Which lines of the listing hold the string "bytes"? Copy those lines.

____ Working data

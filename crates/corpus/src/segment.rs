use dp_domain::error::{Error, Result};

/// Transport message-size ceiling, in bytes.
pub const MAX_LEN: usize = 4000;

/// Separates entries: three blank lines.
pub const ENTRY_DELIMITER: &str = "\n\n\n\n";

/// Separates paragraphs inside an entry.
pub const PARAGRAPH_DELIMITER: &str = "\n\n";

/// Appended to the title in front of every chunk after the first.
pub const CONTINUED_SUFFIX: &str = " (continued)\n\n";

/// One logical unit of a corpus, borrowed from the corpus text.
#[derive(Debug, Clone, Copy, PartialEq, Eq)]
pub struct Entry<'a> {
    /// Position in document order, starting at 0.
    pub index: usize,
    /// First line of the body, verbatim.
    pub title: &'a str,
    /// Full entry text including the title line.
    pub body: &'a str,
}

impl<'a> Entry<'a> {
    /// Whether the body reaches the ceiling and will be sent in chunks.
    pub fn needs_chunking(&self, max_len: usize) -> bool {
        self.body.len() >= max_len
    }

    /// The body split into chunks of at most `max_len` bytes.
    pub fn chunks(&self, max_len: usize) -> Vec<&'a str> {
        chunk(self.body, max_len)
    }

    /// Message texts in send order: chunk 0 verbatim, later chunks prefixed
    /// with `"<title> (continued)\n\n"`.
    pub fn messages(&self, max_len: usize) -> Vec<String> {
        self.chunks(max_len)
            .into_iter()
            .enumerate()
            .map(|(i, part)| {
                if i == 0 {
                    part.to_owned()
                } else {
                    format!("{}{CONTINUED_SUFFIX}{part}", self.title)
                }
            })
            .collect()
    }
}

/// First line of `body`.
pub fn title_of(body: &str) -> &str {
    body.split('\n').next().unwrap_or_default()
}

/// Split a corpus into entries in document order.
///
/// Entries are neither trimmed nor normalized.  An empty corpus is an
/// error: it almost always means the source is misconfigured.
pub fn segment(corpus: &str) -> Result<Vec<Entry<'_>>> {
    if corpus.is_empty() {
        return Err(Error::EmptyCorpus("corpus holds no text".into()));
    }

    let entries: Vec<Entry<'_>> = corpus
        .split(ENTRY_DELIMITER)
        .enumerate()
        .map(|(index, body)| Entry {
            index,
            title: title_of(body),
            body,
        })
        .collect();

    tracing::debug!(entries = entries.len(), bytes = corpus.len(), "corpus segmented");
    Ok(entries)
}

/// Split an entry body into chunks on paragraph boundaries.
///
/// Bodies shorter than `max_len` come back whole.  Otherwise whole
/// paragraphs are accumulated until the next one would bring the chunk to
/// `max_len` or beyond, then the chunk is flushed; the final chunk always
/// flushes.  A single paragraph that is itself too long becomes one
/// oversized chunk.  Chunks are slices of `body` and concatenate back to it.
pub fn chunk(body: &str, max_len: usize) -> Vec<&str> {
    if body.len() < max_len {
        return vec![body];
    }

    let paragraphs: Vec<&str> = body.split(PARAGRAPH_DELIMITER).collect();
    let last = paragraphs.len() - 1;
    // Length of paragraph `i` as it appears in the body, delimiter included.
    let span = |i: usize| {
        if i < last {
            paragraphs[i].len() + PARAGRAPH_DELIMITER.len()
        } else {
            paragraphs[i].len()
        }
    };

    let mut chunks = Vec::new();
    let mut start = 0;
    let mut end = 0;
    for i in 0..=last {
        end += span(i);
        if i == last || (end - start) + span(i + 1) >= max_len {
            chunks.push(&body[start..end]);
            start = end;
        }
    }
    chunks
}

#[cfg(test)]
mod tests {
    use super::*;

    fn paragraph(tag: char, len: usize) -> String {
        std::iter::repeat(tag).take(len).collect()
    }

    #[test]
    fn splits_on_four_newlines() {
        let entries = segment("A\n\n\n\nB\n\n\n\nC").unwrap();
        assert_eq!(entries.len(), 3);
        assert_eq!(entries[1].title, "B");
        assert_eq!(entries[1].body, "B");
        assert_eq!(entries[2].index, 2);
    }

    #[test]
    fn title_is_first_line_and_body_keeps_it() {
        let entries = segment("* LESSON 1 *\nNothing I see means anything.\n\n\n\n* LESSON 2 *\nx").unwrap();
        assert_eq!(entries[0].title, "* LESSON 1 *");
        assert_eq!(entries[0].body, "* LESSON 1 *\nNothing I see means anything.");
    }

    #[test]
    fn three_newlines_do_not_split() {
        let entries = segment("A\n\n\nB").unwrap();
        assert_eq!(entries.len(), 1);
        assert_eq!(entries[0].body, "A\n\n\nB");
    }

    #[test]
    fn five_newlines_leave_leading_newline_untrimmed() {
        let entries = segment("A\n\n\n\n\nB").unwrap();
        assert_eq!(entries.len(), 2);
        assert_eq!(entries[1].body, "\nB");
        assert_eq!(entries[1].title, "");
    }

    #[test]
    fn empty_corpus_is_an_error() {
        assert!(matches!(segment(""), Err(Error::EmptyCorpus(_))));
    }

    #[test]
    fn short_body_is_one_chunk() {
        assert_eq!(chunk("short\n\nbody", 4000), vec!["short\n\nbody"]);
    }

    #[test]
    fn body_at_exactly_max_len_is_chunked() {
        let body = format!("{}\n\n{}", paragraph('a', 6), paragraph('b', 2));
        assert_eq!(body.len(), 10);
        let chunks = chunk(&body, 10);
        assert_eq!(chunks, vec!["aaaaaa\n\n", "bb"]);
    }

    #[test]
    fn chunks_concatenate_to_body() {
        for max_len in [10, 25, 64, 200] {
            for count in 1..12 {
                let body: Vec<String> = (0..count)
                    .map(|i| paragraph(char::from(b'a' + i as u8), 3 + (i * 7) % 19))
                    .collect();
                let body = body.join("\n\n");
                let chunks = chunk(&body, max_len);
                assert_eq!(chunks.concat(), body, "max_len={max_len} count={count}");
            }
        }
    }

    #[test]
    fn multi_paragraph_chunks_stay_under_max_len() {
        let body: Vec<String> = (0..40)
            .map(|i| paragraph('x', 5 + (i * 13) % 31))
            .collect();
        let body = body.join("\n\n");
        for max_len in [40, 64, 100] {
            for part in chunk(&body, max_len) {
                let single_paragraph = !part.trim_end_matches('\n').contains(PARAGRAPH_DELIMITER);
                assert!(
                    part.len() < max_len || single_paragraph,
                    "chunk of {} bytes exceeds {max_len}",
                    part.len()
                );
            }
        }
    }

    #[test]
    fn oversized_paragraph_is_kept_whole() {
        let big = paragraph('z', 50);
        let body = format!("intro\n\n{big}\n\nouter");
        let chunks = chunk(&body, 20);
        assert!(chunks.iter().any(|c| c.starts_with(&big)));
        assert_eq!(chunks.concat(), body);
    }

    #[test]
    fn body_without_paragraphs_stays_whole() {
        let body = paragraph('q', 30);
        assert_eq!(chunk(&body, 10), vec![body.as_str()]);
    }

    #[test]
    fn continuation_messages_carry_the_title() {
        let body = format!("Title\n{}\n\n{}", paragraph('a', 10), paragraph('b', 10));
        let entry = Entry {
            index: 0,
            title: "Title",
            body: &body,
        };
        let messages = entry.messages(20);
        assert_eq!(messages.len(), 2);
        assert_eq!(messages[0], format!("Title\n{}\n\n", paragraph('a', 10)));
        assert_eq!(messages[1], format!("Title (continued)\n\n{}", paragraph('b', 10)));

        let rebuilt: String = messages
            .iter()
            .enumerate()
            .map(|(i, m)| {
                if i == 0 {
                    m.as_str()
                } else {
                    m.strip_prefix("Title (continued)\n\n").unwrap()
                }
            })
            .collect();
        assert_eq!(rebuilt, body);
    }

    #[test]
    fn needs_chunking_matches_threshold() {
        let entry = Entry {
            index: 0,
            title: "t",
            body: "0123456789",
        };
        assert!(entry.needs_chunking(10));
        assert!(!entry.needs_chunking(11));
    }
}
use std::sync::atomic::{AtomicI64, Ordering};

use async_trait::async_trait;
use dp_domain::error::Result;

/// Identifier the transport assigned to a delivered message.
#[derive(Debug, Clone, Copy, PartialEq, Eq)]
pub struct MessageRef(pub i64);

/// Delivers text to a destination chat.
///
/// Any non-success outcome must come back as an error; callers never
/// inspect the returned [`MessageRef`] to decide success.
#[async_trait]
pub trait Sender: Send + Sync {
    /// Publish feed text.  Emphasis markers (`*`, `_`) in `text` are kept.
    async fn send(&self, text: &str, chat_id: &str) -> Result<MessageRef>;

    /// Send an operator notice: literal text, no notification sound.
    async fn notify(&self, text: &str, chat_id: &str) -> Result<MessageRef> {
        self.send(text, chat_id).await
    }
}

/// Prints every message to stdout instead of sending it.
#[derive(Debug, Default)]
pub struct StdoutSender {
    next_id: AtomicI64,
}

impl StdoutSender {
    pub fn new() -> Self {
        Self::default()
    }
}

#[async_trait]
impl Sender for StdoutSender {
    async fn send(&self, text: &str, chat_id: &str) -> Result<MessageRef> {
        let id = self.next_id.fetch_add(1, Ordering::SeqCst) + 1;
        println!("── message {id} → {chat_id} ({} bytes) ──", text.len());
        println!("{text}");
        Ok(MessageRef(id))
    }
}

________
____ Working data

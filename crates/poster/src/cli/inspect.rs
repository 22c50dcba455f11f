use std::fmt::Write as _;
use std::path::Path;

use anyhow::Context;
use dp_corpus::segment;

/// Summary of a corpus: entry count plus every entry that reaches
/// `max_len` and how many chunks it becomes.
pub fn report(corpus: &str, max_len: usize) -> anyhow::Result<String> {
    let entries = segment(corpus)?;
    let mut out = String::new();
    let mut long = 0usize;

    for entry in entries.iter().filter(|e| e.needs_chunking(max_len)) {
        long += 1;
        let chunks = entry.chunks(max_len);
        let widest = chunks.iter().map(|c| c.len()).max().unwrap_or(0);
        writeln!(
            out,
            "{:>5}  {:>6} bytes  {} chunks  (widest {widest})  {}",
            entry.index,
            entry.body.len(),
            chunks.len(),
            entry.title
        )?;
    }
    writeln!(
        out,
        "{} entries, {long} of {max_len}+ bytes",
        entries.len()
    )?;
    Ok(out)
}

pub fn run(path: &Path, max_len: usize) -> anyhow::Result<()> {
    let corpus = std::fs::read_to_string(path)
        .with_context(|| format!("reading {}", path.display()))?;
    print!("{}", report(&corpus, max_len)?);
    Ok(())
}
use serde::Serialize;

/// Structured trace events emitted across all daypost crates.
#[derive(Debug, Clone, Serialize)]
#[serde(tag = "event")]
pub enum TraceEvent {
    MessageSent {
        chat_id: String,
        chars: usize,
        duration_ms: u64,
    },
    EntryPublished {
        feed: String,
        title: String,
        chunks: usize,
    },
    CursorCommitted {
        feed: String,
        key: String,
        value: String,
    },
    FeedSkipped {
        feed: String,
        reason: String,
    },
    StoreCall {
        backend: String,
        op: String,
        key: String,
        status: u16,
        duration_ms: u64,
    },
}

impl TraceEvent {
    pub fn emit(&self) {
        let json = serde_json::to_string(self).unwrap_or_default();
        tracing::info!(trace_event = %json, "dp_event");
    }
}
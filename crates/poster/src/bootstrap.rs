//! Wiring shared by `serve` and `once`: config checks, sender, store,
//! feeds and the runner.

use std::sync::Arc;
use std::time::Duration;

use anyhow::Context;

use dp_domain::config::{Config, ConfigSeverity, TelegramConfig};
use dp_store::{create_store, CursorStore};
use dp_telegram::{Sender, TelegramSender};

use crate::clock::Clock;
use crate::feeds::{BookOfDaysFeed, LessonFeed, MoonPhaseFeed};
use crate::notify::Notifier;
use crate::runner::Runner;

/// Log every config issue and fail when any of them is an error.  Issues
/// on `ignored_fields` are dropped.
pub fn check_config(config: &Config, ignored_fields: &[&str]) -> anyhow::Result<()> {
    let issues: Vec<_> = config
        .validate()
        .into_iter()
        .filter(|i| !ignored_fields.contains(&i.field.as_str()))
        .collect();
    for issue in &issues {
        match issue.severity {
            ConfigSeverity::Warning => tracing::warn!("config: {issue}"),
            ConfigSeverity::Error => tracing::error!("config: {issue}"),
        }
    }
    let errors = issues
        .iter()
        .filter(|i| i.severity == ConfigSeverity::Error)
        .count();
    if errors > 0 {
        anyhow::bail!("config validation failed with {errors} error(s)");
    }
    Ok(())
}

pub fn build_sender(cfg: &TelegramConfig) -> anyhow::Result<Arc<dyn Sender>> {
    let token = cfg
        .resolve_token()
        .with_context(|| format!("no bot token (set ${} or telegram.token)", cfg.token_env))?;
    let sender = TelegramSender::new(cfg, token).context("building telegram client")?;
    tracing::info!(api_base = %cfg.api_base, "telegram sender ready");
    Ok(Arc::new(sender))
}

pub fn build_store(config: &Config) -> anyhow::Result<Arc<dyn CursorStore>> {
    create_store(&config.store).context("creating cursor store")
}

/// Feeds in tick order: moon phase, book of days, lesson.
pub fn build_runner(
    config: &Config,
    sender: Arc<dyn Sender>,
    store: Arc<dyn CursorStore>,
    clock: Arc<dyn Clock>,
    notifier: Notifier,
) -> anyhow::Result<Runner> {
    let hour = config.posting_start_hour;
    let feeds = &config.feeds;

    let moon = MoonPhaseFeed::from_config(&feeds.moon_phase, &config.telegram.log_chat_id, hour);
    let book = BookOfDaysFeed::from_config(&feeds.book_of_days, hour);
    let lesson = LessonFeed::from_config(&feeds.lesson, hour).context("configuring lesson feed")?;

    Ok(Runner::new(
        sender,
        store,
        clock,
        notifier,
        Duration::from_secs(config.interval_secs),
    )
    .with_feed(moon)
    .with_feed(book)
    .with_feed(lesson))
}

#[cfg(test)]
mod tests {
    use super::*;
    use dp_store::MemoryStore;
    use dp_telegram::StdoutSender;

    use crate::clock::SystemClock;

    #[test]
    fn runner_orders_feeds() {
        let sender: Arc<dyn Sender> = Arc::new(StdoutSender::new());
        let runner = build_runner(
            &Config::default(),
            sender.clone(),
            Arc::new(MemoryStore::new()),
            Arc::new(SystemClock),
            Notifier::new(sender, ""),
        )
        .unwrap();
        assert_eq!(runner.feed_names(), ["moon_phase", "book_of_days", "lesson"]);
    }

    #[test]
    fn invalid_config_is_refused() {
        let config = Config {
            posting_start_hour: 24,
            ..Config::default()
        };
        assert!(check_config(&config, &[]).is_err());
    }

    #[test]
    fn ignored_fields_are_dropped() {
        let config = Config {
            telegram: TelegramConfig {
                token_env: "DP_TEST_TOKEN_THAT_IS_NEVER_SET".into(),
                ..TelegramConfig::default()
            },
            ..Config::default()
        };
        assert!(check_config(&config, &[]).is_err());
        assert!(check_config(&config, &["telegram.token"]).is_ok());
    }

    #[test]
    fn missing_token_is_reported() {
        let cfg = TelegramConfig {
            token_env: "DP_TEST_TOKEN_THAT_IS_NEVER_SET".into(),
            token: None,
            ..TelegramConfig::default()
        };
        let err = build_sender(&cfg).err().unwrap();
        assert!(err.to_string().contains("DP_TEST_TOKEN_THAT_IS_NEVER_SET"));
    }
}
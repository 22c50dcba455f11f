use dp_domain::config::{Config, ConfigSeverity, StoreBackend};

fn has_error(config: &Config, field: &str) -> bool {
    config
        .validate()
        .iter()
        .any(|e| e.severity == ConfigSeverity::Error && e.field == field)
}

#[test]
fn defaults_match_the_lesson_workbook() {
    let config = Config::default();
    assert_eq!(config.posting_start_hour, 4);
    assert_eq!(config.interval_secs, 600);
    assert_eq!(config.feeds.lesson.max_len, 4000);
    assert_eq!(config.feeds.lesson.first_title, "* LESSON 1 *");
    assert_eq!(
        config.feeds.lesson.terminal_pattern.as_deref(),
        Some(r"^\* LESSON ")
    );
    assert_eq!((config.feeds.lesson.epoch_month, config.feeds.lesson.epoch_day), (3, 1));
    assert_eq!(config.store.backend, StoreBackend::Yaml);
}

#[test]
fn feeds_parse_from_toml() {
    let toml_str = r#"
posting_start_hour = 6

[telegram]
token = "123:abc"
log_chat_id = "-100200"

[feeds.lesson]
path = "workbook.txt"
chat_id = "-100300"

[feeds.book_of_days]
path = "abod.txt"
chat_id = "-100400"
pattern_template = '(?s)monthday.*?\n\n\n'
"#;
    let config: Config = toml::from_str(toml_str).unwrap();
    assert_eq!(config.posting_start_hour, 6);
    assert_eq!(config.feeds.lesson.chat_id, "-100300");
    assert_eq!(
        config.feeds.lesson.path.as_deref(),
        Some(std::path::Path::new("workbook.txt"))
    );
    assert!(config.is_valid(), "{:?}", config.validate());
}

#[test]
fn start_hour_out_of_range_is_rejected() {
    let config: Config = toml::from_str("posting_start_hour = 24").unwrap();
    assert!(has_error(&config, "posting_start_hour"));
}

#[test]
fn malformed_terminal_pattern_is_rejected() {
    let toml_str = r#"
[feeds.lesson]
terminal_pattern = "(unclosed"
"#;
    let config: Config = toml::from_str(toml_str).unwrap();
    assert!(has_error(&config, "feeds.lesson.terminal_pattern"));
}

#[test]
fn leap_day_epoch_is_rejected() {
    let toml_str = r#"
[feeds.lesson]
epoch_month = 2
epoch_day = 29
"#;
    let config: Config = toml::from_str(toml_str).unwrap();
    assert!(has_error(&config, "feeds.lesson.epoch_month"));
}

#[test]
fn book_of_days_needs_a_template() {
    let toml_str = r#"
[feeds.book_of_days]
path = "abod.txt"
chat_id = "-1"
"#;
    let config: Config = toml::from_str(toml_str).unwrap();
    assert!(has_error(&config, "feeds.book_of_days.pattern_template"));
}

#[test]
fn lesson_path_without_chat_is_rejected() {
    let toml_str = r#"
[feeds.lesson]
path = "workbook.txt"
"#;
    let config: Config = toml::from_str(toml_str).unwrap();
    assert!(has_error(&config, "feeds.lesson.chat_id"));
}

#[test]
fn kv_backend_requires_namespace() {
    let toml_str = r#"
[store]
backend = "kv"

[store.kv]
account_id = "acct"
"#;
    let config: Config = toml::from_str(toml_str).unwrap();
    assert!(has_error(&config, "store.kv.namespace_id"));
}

________

[Solved exercise]
/// Transport message-size ceiling, in bytes.
    /// The body split into chunks of at most `max_len` bytes.
    tracing::debug!(entries = entries.len(), bytes = corpus.len(), "corpus segmented");
                    "chunk of {} bytes exceeds {max_len}",
        println!("── message {id} → {chat_id} ({} bytes) ──", text.len());
            "{:>5}  {:>6} bytes  {} chunks  (widest {widest})  {}",
        "{} entries, {long} of {max_len}+ bytes",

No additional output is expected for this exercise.